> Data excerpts
--
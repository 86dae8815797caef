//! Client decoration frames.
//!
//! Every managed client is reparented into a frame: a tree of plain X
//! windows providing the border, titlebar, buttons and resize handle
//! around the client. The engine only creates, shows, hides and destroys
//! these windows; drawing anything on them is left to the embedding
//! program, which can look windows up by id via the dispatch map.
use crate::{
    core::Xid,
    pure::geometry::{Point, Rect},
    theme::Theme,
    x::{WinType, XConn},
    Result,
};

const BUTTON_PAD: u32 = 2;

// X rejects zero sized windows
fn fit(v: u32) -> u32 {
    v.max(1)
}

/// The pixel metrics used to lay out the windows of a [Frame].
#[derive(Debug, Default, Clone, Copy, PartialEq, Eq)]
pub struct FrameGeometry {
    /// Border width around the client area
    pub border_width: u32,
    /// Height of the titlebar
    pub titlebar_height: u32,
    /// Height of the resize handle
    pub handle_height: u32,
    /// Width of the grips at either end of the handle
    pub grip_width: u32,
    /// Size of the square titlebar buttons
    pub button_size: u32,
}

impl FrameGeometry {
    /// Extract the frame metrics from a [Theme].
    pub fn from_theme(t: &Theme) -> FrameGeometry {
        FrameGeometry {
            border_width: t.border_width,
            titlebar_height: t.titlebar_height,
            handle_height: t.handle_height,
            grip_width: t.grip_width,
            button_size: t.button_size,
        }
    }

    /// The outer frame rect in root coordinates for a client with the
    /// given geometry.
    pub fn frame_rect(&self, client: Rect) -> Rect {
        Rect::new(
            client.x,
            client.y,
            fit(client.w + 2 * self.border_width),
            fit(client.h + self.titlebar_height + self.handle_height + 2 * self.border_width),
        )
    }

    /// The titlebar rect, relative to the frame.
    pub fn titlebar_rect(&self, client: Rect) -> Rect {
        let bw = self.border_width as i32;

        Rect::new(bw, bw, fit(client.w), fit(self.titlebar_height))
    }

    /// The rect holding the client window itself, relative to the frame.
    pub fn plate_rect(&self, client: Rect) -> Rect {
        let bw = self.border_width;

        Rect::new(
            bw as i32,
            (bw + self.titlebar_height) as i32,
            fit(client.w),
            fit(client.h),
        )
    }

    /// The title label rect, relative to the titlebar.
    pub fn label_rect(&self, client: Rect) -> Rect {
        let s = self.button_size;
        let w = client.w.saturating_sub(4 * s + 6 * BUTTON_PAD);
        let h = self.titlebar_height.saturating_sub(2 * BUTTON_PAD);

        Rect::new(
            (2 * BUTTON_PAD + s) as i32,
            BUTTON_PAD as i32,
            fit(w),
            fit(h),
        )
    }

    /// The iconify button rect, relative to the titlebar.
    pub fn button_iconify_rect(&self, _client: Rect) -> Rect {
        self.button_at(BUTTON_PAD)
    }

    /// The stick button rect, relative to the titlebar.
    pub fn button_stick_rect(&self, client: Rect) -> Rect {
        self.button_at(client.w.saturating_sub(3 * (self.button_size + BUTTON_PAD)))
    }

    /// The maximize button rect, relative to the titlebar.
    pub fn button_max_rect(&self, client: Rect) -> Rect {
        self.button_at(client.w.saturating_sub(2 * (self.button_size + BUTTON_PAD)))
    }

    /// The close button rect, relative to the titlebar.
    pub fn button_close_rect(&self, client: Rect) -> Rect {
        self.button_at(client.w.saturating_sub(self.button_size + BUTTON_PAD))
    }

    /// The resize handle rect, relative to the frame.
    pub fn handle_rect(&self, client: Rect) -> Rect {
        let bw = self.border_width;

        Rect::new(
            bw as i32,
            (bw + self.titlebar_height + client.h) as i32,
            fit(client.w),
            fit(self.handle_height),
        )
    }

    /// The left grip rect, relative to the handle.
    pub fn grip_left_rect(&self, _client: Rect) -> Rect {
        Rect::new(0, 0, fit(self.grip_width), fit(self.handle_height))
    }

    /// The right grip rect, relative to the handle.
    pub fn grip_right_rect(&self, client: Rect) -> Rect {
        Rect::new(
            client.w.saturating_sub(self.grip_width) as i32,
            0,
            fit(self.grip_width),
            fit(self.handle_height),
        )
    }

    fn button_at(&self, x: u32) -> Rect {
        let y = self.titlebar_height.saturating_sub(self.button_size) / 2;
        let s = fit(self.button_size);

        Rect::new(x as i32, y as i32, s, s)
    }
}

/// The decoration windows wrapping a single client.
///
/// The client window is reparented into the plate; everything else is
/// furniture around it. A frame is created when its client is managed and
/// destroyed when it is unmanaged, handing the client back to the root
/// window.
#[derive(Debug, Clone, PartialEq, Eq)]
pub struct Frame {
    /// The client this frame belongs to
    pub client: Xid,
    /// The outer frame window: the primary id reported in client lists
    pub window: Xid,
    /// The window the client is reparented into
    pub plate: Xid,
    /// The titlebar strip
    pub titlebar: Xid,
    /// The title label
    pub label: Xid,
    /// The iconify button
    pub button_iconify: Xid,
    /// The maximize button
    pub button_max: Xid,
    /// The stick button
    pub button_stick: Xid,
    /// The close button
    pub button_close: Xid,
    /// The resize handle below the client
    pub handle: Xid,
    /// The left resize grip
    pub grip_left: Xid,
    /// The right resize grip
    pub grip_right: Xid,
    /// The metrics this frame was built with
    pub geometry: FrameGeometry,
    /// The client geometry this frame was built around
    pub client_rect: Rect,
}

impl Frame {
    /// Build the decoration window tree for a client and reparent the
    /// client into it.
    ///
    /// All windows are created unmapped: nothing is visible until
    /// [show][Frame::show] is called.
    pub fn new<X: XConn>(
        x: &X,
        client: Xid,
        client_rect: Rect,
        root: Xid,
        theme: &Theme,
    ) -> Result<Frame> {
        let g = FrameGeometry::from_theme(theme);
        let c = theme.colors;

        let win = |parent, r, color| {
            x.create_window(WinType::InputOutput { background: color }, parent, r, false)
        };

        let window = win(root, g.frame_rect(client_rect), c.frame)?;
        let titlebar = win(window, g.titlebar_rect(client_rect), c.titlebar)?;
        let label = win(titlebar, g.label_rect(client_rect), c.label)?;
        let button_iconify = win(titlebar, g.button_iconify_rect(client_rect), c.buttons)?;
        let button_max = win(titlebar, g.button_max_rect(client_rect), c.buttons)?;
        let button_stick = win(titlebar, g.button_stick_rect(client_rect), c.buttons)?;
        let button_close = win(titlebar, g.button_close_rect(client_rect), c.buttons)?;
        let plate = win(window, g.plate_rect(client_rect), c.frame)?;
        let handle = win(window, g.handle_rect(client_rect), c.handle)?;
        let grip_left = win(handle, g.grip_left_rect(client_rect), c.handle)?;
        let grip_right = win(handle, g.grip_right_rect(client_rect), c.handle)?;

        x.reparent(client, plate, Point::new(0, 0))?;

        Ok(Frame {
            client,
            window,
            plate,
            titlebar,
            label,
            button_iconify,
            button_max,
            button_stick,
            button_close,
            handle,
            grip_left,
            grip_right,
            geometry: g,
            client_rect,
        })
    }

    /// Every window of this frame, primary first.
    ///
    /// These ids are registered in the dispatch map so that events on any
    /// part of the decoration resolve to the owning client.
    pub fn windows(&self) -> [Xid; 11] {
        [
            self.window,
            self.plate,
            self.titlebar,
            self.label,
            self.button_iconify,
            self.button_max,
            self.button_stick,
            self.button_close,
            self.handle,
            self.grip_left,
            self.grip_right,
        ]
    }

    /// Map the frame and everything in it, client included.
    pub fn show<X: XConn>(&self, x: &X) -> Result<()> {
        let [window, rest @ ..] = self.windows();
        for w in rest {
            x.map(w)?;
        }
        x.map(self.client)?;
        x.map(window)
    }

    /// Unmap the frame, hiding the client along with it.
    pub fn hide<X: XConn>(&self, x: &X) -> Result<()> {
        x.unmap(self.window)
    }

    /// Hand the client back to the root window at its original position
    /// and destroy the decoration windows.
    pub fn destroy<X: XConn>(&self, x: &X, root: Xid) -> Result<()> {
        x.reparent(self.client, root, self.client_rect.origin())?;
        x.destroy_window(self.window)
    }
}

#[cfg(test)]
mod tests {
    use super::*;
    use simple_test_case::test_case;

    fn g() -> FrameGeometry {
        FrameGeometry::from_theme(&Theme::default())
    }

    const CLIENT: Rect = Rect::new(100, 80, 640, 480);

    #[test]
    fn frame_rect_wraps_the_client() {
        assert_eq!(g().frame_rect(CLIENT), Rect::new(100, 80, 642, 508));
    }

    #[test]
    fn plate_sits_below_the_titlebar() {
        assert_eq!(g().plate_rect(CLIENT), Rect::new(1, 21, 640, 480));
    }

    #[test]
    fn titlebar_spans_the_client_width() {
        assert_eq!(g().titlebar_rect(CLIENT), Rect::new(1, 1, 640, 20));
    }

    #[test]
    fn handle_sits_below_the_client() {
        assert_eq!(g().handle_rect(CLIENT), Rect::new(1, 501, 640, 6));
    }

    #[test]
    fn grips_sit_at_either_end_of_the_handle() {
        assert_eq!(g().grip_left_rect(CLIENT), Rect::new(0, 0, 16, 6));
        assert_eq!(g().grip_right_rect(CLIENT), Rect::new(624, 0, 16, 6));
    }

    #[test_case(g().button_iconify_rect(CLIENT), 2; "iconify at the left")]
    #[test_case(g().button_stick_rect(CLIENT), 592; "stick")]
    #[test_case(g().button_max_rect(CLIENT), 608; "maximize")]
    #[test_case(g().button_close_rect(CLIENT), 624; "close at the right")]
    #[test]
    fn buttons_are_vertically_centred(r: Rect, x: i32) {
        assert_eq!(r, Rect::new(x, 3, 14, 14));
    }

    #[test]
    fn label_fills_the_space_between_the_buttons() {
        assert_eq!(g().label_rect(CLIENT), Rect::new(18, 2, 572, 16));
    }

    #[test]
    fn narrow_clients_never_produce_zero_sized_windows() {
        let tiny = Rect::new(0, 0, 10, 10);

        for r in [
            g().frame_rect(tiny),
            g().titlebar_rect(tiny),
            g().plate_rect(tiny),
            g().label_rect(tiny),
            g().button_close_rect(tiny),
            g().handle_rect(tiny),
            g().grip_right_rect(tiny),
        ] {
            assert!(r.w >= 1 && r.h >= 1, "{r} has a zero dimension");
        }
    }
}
--
> WHAT IS REQUIRED
Return, word for word, the lines of the data above from the line with "x.map(window)" through the line with "x.reparent(self.client, root, self.client_rect.origin())?;", inclusive.

> SOLUTION TO THE PROBLEM
        x.map(window)
    }

    /// Unmap the frame, hiding the client along with it.
    pub fn hide<X: XConn>(&self, x: &X) -> Result<()> {
        x.unmap(self.window)
    }

    /// Hand the client back to the root window at its original position
    /// and destroy the decoration windows.
    pub fn destroy<X: XConn>(&self, x: &X, root: Xid) -> Result<()> {
        x.reparent(self.client, root, self.client_rect.origin())?;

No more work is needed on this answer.